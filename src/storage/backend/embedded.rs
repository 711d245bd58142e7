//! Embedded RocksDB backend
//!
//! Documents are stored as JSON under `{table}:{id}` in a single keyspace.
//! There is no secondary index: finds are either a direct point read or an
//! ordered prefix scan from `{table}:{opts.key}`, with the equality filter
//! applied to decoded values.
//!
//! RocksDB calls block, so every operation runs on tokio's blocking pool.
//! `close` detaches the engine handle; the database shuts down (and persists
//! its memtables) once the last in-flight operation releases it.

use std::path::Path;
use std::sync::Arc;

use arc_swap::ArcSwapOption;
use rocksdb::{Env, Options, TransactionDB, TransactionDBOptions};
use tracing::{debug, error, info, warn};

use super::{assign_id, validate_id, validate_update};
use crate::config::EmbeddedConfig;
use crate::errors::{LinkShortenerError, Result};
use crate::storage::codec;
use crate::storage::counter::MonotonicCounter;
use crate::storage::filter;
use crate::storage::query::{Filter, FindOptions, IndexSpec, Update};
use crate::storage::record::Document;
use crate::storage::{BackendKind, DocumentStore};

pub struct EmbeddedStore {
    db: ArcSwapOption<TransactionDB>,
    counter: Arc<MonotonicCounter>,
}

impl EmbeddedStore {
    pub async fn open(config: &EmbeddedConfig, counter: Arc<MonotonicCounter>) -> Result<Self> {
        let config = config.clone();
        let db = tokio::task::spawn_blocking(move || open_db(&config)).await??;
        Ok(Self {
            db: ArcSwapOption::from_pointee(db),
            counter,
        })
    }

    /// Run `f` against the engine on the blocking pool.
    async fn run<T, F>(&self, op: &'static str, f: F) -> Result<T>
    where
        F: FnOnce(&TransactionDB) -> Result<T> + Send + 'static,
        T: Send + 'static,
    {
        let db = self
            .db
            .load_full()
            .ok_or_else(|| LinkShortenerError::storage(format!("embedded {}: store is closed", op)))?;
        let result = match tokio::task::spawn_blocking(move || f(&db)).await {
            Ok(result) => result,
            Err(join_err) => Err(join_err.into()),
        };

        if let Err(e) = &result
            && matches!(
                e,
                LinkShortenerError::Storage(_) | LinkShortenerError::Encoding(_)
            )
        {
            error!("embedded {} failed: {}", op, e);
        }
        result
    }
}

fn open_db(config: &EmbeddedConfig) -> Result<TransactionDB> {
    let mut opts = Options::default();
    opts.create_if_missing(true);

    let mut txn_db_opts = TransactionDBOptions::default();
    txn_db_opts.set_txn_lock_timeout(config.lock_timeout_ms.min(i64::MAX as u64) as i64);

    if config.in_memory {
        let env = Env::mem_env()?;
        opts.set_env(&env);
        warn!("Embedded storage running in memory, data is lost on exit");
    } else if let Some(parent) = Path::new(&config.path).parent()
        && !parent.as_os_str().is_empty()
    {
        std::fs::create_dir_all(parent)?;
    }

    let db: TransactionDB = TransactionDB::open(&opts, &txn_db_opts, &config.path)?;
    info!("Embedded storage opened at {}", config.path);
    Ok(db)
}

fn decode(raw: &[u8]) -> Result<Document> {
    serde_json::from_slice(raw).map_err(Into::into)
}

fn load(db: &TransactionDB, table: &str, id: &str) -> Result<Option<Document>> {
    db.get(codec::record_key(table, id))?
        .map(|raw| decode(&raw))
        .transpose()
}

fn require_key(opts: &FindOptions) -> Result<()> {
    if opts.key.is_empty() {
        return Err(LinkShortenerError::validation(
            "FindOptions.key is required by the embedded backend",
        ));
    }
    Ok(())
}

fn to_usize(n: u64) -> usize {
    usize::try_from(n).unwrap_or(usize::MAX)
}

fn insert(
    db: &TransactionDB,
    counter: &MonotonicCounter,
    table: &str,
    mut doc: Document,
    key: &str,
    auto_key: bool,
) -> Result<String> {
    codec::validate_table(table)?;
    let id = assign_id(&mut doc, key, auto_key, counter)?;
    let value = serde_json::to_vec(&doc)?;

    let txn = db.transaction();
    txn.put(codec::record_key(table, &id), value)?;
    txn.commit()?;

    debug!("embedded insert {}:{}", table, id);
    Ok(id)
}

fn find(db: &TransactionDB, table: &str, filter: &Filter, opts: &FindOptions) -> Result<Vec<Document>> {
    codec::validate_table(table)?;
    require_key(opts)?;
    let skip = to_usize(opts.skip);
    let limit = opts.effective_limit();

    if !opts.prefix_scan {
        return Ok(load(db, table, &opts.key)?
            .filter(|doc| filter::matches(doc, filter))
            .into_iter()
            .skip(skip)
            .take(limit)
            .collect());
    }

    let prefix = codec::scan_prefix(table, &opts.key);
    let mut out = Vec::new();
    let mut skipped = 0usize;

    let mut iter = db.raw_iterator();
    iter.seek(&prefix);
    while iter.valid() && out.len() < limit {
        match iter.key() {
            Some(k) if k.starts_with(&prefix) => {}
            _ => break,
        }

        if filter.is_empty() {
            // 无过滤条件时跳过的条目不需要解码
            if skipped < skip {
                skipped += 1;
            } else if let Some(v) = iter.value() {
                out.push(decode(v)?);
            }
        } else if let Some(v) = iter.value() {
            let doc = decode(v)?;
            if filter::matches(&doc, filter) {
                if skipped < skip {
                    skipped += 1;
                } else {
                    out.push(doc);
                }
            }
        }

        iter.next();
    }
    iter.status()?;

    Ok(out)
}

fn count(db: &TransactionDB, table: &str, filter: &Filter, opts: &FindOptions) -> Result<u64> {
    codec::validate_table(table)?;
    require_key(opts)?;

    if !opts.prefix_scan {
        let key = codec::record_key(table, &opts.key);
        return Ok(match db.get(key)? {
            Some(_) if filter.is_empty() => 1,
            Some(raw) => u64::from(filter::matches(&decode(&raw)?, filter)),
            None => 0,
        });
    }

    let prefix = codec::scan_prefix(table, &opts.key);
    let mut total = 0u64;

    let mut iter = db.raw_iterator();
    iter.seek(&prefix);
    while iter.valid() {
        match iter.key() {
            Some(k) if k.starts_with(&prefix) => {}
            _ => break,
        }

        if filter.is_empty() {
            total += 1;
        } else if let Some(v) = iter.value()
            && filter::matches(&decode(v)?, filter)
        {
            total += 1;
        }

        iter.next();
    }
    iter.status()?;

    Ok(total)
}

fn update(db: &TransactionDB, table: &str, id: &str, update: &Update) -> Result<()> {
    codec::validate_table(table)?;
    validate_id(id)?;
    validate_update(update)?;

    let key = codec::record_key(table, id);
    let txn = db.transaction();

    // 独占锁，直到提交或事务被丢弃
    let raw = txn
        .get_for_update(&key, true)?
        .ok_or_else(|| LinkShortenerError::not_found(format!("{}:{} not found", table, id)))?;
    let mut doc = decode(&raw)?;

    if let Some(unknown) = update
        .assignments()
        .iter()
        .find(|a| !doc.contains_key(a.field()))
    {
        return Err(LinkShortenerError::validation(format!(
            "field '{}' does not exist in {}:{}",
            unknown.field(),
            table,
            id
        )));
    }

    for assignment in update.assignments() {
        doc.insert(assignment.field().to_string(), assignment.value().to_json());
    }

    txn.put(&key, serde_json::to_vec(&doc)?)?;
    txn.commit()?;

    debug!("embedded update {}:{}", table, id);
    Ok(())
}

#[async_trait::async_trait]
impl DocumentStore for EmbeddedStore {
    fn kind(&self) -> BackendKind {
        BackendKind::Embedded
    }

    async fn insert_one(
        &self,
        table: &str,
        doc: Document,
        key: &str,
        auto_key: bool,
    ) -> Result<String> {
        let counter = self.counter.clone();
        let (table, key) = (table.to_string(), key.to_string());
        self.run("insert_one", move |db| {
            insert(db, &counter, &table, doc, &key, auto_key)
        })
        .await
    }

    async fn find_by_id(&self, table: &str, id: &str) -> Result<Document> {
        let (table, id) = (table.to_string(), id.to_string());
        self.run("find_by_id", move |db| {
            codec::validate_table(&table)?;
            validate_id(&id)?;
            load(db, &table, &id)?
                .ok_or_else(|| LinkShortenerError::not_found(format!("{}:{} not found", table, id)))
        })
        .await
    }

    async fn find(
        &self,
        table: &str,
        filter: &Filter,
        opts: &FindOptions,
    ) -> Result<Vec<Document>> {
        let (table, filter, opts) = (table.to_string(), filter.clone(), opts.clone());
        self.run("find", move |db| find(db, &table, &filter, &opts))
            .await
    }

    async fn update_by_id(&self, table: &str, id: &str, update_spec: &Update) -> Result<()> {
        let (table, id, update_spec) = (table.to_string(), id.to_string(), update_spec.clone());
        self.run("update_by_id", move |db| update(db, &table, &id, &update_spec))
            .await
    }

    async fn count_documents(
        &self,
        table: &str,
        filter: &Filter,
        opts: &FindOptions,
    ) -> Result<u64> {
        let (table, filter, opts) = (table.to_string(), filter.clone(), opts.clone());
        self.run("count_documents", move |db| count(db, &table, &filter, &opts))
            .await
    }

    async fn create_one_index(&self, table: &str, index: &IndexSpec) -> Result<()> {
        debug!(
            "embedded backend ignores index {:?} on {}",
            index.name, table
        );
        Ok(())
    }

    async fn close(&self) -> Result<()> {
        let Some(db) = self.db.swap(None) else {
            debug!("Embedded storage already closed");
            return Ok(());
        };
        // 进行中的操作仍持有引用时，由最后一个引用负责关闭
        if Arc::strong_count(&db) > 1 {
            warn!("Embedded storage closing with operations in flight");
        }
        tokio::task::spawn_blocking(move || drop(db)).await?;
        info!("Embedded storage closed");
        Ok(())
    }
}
* * *
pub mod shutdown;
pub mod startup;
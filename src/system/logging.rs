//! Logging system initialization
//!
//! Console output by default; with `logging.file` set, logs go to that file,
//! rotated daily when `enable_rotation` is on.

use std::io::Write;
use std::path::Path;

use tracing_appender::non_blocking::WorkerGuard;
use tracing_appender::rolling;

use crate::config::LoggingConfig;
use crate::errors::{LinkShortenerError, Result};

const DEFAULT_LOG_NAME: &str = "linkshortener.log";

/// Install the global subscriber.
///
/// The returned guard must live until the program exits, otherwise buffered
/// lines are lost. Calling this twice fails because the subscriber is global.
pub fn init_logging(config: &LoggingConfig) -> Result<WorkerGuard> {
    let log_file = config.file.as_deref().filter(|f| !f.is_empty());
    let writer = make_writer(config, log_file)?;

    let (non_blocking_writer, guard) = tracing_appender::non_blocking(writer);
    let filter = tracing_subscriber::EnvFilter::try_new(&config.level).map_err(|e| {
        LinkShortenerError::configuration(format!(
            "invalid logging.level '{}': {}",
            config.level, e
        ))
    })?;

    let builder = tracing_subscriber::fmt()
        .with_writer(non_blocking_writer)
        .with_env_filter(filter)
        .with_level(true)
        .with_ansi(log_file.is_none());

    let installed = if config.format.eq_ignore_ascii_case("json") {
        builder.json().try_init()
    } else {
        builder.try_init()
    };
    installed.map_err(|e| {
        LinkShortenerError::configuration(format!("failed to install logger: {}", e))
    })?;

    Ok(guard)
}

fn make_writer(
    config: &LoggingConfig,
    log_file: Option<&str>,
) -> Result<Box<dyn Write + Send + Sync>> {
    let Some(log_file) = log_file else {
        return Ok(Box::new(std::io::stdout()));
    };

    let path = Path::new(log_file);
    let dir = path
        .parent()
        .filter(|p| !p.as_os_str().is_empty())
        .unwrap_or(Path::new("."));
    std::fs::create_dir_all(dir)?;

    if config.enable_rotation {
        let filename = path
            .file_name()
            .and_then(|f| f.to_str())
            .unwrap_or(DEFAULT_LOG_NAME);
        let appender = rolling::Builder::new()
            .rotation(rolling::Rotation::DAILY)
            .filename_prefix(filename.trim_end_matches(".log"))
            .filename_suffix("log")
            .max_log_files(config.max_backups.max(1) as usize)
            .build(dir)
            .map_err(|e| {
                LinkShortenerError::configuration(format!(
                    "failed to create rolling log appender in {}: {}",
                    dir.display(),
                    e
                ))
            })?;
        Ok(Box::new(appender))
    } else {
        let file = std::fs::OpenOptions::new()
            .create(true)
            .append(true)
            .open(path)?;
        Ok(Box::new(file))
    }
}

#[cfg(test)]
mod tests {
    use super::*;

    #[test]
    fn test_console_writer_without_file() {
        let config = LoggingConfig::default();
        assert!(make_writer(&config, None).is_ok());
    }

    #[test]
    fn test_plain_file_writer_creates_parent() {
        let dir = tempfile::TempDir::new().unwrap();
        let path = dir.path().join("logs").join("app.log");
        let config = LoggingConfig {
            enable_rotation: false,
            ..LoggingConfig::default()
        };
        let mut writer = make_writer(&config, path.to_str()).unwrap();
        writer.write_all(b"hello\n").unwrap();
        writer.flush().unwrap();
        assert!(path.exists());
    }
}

**Exercise**
From the records above, print exactly the lines that run from the line with "filename src/storage/backend/embedded.rs" to the line with "point read or an", inclusive.

**Answer**
filename src/storage/backend/embedded.rs
repository 711d245bd58142e7
//! Embedded RocksDB backend
//!
//! Documents are stored as JSON under `{table}:{id}` in a single keyspace.
//! There is no secondary index: finds are either a direct point read or an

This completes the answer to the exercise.